> Study material
⟨
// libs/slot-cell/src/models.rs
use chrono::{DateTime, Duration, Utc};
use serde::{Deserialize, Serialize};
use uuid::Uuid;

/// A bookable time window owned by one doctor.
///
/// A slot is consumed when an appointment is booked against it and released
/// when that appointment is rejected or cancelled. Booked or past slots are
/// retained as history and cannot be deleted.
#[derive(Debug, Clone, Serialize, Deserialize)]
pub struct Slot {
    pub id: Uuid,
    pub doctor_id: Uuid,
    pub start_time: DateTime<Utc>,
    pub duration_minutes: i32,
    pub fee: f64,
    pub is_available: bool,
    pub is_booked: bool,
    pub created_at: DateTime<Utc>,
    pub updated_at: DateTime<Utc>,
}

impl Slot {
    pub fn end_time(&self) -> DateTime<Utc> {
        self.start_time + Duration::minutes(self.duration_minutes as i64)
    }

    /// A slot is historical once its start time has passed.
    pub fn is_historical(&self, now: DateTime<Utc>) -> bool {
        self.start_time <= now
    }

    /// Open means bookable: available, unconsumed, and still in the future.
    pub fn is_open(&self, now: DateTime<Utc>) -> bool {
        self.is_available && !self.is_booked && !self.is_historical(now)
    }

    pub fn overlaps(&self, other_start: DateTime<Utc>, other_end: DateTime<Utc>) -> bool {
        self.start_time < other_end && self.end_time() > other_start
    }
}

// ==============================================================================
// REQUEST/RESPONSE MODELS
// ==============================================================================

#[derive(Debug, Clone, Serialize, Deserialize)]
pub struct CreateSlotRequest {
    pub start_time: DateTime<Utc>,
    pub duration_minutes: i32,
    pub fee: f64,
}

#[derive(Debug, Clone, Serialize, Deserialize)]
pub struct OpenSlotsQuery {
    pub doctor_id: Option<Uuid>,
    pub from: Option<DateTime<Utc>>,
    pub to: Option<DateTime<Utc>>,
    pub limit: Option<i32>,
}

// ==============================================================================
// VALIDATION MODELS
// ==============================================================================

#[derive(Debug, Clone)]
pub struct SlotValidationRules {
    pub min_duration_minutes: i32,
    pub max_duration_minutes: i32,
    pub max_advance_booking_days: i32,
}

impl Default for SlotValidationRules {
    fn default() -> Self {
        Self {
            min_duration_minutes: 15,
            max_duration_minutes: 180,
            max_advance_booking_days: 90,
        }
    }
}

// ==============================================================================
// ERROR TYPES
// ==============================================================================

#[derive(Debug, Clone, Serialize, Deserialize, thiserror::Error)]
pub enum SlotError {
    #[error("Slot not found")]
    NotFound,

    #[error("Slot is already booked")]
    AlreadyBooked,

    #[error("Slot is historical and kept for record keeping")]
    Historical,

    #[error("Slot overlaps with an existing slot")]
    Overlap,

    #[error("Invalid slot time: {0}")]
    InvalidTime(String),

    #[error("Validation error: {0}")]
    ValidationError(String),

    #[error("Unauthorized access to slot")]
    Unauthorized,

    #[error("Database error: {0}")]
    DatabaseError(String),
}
⟩
⟨
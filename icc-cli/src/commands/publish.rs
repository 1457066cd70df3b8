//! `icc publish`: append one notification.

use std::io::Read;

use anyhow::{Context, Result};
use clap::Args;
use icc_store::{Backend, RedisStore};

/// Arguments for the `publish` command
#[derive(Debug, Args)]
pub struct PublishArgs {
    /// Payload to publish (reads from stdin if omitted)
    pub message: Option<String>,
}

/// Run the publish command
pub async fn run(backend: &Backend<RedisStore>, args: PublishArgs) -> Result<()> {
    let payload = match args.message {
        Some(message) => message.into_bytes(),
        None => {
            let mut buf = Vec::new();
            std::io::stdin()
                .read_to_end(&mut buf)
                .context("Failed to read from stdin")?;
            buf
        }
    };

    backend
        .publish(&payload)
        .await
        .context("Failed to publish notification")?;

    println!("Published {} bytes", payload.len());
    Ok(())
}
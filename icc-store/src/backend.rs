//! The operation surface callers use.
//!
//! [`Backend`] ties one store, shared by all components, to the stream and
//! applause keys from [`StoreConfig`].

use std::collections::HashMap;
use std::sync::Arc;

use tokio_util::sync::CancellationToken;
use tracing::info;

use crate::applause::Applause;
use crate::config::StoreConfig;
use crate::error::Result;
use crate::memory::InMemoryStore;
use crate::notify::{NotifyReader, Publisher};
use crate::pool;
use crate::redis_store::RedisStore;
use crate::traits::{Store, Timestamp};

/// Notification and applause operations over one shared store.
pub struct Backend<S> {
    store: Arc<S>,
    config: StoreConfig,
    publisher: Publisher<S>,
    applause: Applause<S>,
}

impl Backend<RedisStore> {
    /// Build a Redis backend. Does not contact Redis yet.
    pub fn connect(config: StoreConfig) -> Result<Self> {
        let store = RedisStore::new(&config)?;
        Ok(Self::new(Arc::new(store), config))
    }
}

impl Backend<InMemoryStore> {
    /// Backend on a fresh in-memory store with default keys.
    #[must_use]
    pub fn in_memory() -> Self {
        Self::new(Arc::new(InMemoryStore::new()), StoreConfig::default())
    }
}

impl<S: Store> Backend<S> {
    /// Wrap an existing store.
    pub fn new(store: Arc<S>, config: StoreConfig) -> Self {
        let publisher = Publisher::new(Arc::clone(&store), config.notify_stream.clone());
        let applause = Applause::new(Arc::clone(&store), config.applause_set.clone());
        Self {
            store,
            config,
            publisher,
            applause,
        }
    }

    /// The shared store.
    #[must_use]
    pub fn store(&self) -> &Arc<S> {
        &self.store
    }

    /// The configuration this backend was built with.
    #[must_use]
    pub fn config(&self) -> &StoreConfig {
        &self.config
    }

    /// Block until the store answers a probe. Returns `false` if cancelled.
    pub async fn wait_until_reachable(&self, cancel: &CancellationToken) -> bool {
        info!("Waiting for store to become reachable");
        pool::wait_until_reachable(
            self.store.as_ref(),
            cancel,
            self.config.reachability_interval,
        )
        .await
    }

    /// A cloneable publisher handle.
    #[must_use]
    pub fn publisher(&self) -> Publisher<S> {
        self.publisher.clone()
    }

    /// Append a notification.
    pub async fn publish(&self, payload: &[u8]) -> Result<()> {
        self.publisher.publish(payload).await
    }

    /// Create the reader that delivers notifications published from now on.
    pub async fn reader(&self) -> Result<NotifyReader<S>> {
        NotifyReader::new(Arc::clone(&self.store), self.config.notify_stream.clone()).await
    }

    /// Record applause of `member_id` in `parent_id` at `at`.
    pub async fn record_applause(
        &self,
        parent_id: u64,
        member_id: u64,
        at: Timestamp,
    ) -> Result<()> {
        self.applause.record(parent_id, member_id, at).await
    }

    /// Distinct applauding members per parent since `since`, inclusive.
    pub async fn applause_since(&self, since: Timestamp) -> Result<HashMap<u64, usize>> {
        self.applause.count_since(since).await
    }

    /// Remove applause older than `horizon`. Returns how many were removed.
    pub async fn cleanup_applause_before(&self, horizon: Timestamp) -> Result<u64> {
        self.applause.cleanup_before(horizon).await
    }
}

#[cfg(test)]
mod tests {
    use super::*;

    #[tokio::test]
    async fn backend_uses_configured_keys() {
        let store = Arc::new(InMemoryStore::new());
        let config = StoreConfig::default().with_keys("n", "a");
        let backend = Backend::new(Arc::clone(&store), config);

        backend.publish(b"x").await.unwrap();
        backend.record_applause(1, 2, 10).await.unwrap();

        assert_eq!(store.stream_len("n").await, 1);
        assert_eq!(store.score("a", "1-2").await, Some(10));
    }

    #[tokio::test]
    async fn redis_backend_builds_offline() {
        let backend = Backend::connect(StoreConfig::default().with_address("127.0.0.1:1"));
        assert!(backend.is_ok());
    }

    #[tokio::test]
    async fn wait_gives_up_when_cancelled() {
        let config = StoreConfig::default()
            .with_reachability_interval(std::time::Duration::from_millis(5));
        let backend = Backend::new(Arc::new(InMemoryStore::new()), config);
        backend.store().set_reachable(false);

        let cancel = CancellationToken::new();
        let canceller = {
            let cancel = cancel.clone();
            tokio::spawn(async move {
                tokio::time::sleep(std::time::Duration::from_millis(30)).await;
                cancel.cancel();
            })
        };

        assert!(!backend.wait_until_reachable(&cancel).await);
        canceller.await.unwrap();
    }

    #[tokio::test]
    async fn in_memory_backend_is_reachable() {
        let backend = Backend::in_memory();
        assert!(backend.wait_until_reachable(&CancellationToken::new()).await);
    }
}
⟩
⟨
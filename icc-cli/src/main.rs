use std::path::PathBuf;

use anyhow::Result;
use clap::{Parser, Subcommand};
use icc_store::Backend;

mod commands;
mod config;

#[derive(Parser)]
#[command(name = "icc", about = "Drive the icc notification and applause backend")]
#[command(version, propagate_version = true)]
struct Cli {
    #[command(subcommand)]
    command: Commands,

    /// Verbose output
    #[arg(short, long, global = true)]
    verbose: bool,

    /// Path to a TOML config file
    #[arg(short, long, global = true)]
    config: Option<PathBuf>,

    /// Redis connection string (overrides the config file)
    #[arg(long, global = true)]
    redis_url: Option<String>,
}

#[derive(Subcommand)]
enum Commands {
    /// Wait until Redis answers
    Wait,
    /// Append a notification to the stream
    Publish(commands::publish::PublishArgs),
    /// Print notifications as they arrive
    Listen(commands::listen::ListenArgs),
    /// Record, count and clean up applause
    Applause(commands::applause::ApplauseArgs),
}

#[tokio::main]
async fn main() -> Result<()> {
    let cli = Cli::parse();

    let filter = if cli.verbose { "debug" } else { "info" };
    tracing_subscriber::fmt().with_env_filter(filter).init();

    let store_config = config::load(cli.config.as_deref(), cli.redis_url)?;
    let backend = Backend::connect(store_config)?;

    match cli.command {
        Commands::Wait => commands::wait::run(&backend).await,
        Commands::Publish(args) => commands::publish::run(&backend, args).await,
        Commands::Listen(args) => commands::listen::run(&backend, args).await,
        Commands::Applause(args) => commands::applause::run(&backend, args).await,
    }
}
⟩
> Description of the task
The response consists of the lines above that contain "stdin".

> Solution
    /// Payload to publish (reads from stdin if omitted)
            std::io::stdin()
                .context("Failed to read from stdin")?;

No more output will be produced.